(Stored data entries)
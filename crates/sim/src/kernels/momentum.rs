//! Momentum step: semi-Lagrangian advection plus explicit viscous diffusion.
//!
//! Reads the current velocity arena and writes the next one. Pressure is not
//! consulted; incompressibility is restored afterwards by the projector.

use rayon::prelude::*;

use crate::mask::FieldView;

#[derive(Clone, Copy, Debug, PartialEq)]
pub struct MomentumParams {
    pub dt: f32,
    /// Kinematic viscosity.
    pub viscosity: f32,
    /// Grid spacing `h`.
    pub cell_size: f32,
}

/// Bilinear lookup on the u lattice, where sample `(a,b)` is `u(a,b)`.
fn lerp_u(view: &FieldView<'_>, x: f32, y: f32) -> f32 {
    bilinear(view, x, y, |a, b| view.u_sample(a, b))
}

/// Bilinear lookup on the v lattice, where sample `(a,b)` is `v(a,b)`.
fn lerp_v(view: &FieldView<'_>, x: f32, y: f32) -> f32 {
    bilinear(view, x, y, |a, b| view.v_sample(a, b))
}

#[inline]
fn bilinear(view: &FieldView<'_>, x: f32, y: f32, sample: impl Fn(i64, i64) -> f32) -> f32 {
    let max_x = (view.grid.width - 1) as f32;
    let max_y = (view.grid.height - 1) as f32;
    let x = x.clamp(0.0, max_x);
    let y = y.clamp(0.0, max_y);
    let i0 = (x.floor() as i64).min(view.grid.width as i64 - 2).max(0);
    let j0 = (y.floor() as i64).min(view.grid.height as i64 - 2).max(0);
    let tx = x - i0 as f32;
    let ty = y - j0 as f32;

    let s00 = sample(i0, j0);
    let s10 = sample(i0 + 1, j0);
    let s01 = sample(i0, j0 + 1);
    let s11 = sample(i0 + 1, j0 + 1);

    let bottom = s00 + (s10 - s00) * tx;
    let top = s01 + (s11 - s01) * tx;
    bottom + (top - bottom) * ty
}

/// Average of the four `v` faces around the `u` face `(i,j)`.
#[inline]
fn v_at_u_face(view: &FieldView<'_>, i: i64, j: i64) -> f32 {
    0.25 * (view.v_sample(i - 1, j)
        + view.v_sample(i, j)
        + view.v_sample(i - 1, j + 1)
        + view.v_sample(i, j + 1))
}

/// Average of the four `u` faces around the `v` face `(i,j)`.
#[inline]
fn u_at_v_face(view: &FieldView<'_>, i: i64, j: i64) -> f32 {
    0.25 * (view.u_sample(i, j - 1)
        + view.u_sample(i + 1, j - 1)
        + view.u_sample(i, j)
        + view.u_sample(i + 1, j))
}

/// New `u(i,j)` for a live face.
pub fn advance_u_face(view: &FieldView<'_>, i: usize, j: usize, params: &MomentumParams) -> f32 {
    let (fi, fj) = (i as i64, j as i64);
    let h = params.cell_size;
    let u = view.u[view.grid.idx(i, j)];
    let v = v_at_u_face(view, fi, fj);

    let advected = lerp_u(
        view,
        i as f32 - params.dt * u / h,
        j as f32 - params.dt * v / h,
    );

    let laplacian = view.u_sample(fi - 1, fj)
        + view.u_sample(fi + 1, fj)
        + view.u_sample(fi, fj - 1)
        + view.u_sample(fi, fj + 1)
        - 4.0 * u;

    advected + params.dt * params.viscosity * laplacian / (h * h)
}

/// New `v(i,j)` for a live face.
pub fn advance_v_face(view: &FieldView<'_>, i: usize, j: usize, params: &MomentumParams) -> f32 {
    let (fi, fj) = (i as i64, j as i64);
    let h = params.cell_size;
    let u = u_at_v_face(view, fi, fj);
    let v = view.v[view.grid.idx(i, j)];

    let advected = lerp_v(
        view,
        i as f32 - params.dt * u / h,
        j as f32 - params.dt * v / h,
    );

    let laplacian = view.v_sample(fi - 1, fj)
        + view.v_sample(fi + 1, fj)
        + view.v_sample(fi, fj - 1)
        + view.v_sample(fi, fj + 1)
        - 4.0 * v;

    advected + params.dt * params.viscosity * laplacian / (h * h)
}

/// Output `(u, v)` for cell `(i,j)`: pinned, carried through, or advanced.
#[inline]
pub fn advance_cell(
    view: &FieldView<'_>,
    i: usize,
    j: usize,
    params: &MomentumParams,
) -> (f32, f32) {
    if !view.is_fluid(i as i64, j as i64) {
        return (0.0, 0.0);
    }
    let idx = view.grid.idx(i, j);
    let u = if view.u_live(i, j) {
        advance_u_face(view, i, j, params)
    } else {
        view.u[idx]
    };
    let v = if view.v_live(i, j) {
        advance_v_face(view, i, j, params)
    } else {
        view.v[idx]
    };
    (u, v)
}

/// Full-grid momentum pass from `view` into `u_out`/`v_out`.
pub fn advance(view: FieldView<'_>, u_out: &mut [f32], v_out: &mut [f32], params: &MomentumParams) {
    let width = view.grid.width;
    u_out
        .par_chunks_mut(width)
        .zip(v_out.par_chunks_mut(width))
        .enumerate()
        .for_each(|(j, (u_row, v_row))| {
            for i in 0..width {
                let (u, v) = advance_cell(&view, i, j, params);
                u_row[i] = u;
                v_row[i] = v;
            }
        });
}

## Problem statement
Whenever a line of the records holds the string "bottom", pick it out and copy it.

## Response box
    let bottom = s00 + (s10 - s00) * tx;
    bottom + (top - bottom) * ty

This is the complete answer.